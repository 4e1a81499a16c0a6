//! One-shot cancellation signal shared by the dispatcher threads.

use crossbeam_channel::{bounded, Receiver, RecvTimeoutError, Sender};
use std::fmt;
use std::sync::atomic::{AtomicBool, Ordering};
use std::sync::{Arc, Mutex};
use std::time::Duration;

/// Clonable cancellation token
///
/// Cancelling drops the token's internal sender, so [`signal`] becomes
/// permanently ready. That lets a thread wait on cancellation inside a
/// `crossbeam_channel::select!` next to its other channels.
///
/// [`signal`]: CancellationToken::signal
#[derive(Clone)]
pub struct CancellationToken {
    inner: Arc<Inner>,
}

struct Inner {
    cancelled: AtomicBool,
    trigger: Mutex<Option<Sender<()>>>,
    signal: Receiver<()>,
}

impl CancellationToken {
    pub fn new() -> Self {
        let (trigger, signal) = bounded(0);
        Self {
            inner: Arc::new(Inner {
                cancelled: AtomicBool::new(false),
                trigger: Mutex::new(Some(trigger)),
                signal,
            }),
        }
    }

    /// Request cancellation. Calling it again has no effect.
    pub fn cancel(&self) {
        if self.inner.cancelled.swap(true, Ordering::SeqCst) {
            return;
        }

        let mut trigger = match self.inner.trigger.lock() {
            Ok(guard) => guard,
            Err(poisoned) => poisoned.into_inner(),
        };
        trigger.take();
    }

    pub fn is_cancelled(&self) -> bool {
        self.inner.cancelled.load(Ordering::SeqCst)
    }

    /// Channel that becomes ready (disconnected) once cancelled
    ///
    /// Nothing is ever sent on it.
    pub fn signal(&self) -> &Receiver<()> {
        &self.inner.signal
    }

    /// Block until cancelled or until `timeout` elapses
    ///
    /// Returns `true` if the token was cancelled.
    pub fn wait_timeout(&self, timeout: Duration) -> bool {
        match self.inner.signal.recv_timeout(timeout) {
            Err(RecvTimeoutError::Disconnected) => true,
            _ => self.is_cancelled(),
        }
    }
}

impl Default for CancellationToken {
    fn default() -> Self {
        Self::new()
    }
}

impl fmt::Debug for CancellationToken {
    fn fmt(&self, f: &mut fmt::Formatter<'_>) -> fmt::Result {
        f.debug_struct("CancellationToken")
            .field("cancelled", &self.is_cancelled())
            .finish()
    }
}

#[cfg(test)]
mod tests {
    use super::*;
    use std::thread;
    use std::time::Instant;

    #[test]
    fn new_token_is_not_cancelled() {
        let token = CancellationToken::new();

        assert!(!token.is_cancelled());
        assert!(!token.wait_timeout(Duration::from_millis(10)));
    }

    #[test]
    fn cancel_is_visible_through_clones() {
        let token = CancellationToken::new();
        let clone = token.clone();

        clone.cancel();
        clone.cancel();

        assert!(token.is_cancelled());
        assert!(token.signal().recv().is_err());
    }

    #[test]
    fn wait_timeout_wakes_on_cancel() {
        let token = CancellationToken::new();
        let remote = token.clone();

        let handle = thread::spawn(move || {
            thread::sleep(Duration::from_millis(20));
            remote.cancel();
        });

        let start = Instant::now();
        assert!(token.wait_timeout(Duration::from_secs(5)));
        assert!(start.elapsed() < Duration::from_secs(5));

        handle.join().unwrap();
    }
}
//! Handlers registered by `event-dispatch run`.
//!
//! The real application registers its own services (mailers and the
//! like); these stand in for them so the queue can be exercised from the
//! command line.

use event_dispatcher::core::registry::{HandlerContext, HandlerRegistry};
use event_dispatcher::error::{HandlerError, RegistryError};
use serde::Deserialize;

#[derive(Debug, Deserialize)]
struct LogMessage {
    message: String,
    #[serde(default)]
    level: Option<String>,
}

#[derive(Debug, Deserialize)]
struct UserRegistered {
    username: String,
    #[serde(default)]
    email: Option<String>,
}

/// Register every built-in handler
pub fn register_builtin(registry: &mut HandlerRegistry) -> Result<(), RegistryError> {
    registry.register_json("log.message", log_message)?;
    registry.register_json("user.registered", user_registered)?;
    Ok(())
}

fn log_message(ctx: &HandlerContext, payload: LogMessage) -> Result<(), HandlerError> {
    match payload.level.as_deref() {
        Some("warn") => tracing::warn!(event_id = %ctx.event_id, "{}", payload.message),
        Some("error") => tracing::error!(event_id = %ctx.event_id, "{}", payload.message),
        _ => tracing::info!(event_id = %ctx.event_id, "{}", payload.message),
    }
    Ok(())
}

fn user_registered(ctx: &HandlerContext, payload: UserRegistered) -> Result<(), HandlerError> {
    if payload.username.trim().is_empty() {
        return Err(HandlerError::msg("username is empty"));
    }

    tracing::info!(
        event_id = %ctx.event_id,
        username = %payload.username,
        email = payload.email.as_deref().unwrap_or("-"),
        "welcome notification sent"
    );
    Ok(())
}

- EXERCISE GOAL -
Each line of the material should be duplicated exactly, please.

- EXPECTED ANSWER -
repository 4e1a81499a16c0a6
//! One-shot cancellation signal shared by the dispatcher threads.

use crossbeam_channel::{bounded, Receiver, RecvTimeoutError, Sender};
use std::fmt;
use std::sync::atomic::{AtomicBool, Ordering};
use std::sync::{Arc, Mutex};
use std::time::Duration;

/// Clonable cancellation token
///
/// Cancelling drops the token's internal sender, so [`signal`] becomes
/// permanently ready. That lets a thread wait on cancellation inside a
/// `crossbeam_channel::select!` next to its other channels.
///
/// [`signal`]: CancellationToken::signal
#[derive(Clone)]
pub struct CancellationToken {
    inner: Arc<Inner>,
}

struct Inner {
    cancelled: AtomicBool,
    trigger: Mutex<Option<Sender<()>>>,
    signal: Receiver<()>,
}

impl CancellationToken {
    pub fn new() -> Self {
        let (trigger, signal) = bounded(0);
        Self {
            inner: Arc::new(Inner {
                cancelled: AtomicBool::new(false),
                trigger: Mutex::new(Some(trigger)),
                signal,
            }),
        }
    }

    /// Request cancellation. Calling it again has no effect.
    pub fn cancel(&self) {
        if self.inner.cancelled.swap(true, Ordering::SeqCst) {
            return;
        }

        let mut trigger = match self.inner.trigger.lock() {
            Ok(guard) => guard,
            Err(poisoned) => poisoned.into_inner(),
        };
        trigger.take();
    }

    pub fn is_cancelled(&self) -> bool {
        self.inner.cancelled.load(Ordering::SeqCst)
    }

    /// Channel that becomes ready (disconnected) once cancelled
    ///
    /// Nothing is ever sent on it.
    pub fn signal(&self) -> &Receiver<()> {
        &self.inner.signal
    }

    /// Block until cancelled or until `timeout` elapses
    ///
    /// Returns `true` if the token was cancelled.
    pub fn wait_timeout(&self, timeout: Duration) -> bool {
        match self.inner.signal.recv_timeout(timeout) {
            Err(RecvTimeoutError::Disconnected) => true,
            _ => self.is_cancelled(),
        }
    }
}

impl Default for CancellationToken {
    fn default() -> Self {
        Self::new()
    }
}

impl fmt::Debug for CancellationToken {
    fn fmt(&self, f: &mut fmt::Formatter<'_>) -> fmt::Result {
        f.debug_struct("CancellationToken")
            .field("cancelled", &self.is_cancelled())
            .finish()
    }
}

#[cfg(test)]
mod tests {
    use super::*;
    use std::thread;
    use std::time::Instant;

    #[test]
    fn new_token_is_not_cancelled() {
        let token = CancellationToken::new();

        assert!(!token.is_cancelled());
        assert!(!token.wait_timeout(Duration::from_millis(10)));
    }

    #[test]
    fn cancel_is_visible_through_clones() {
        let token = CancellationToken::new();
        let clone = token.clone();

        clone.cancel();
        clone.cancel();

        assert!(token.is_cancelled());
        assert!(token.signal().recv().is_err());
    }

    #[test]
    fn wait_timeout_wakes_on_cancel() {
        let token = CancellationToken::new();
        let remote = token.clone();

        let handle = thread::spawn(move || {
            thread::sleep(Duration::from_millis(20));
            remote.cancel();
        });

        let start = Instant::now();
        assert!(token.wait_timeout(Duration::from_secs(5)));
        assert!(start.elapsed() < Duration::from_secs(5));

        handle.join().unwrap();
    }
}
//! Handlers registered by `event-dispatch run`.
//!
//! The real application registers its own services (mailers and the
//! like); these stand in for them so the queue can be exercised from the
//! command line.

use event_dispatcher::core::registry::{HandlerContext, HandlerRegistry};
use event_dispatcher::error::{HandlerError, RegistryError};
use serde::Deserialize;

#[derive(Debug, Deserialize)]
struct LogMessage {
    message: String,
    #[serde(default)]
    level: Option<String>,
}

#[derive(Debug, Deserialize)]
struct UserRegistered {
    username: String,
    #[serde(default)]
    email: Option<String>,
}

/// Register every built-in handler
pub fn register_builtin(registry: &mut HandlerRegistry) -> Result<(), RegistryError> {
    registry.register_json("log.message", log_message)?;
    registry.register_json("user.registered", user_registered)?;
    Ok(())
}

fn log_message(ctx: &HandlerContext, payload: LogMessage) -> Result<(), HandlerError> {
    match payload.level.as_deref() {
        Some("warn") => tracing::warn!(event_id = %ctx.event_id, "{}", payload.message),
        Some("error") => tracing::error!(event_id = %ctx.event_id, "{}", payload.message),
        _ => tracing::info!(event_id = %ctx.event_id, "{}", payload.message),
    }
    Ok(())
}

fn user_registered(ctx: &HandlerContext, payload: UserRegistered) -> Result<(), HandlerError> {
    if payload.username.trim().is_empty() {
        return Err(HandlerError::msg("username is empty"));
    }

    tracing::info!(
        event_id = %ctx.event_id,
        username = %payload.username,
        email = payload.email.as_deref().unwrap_or("-"),
        "welcome notification sent"
    );
    Ok(())
}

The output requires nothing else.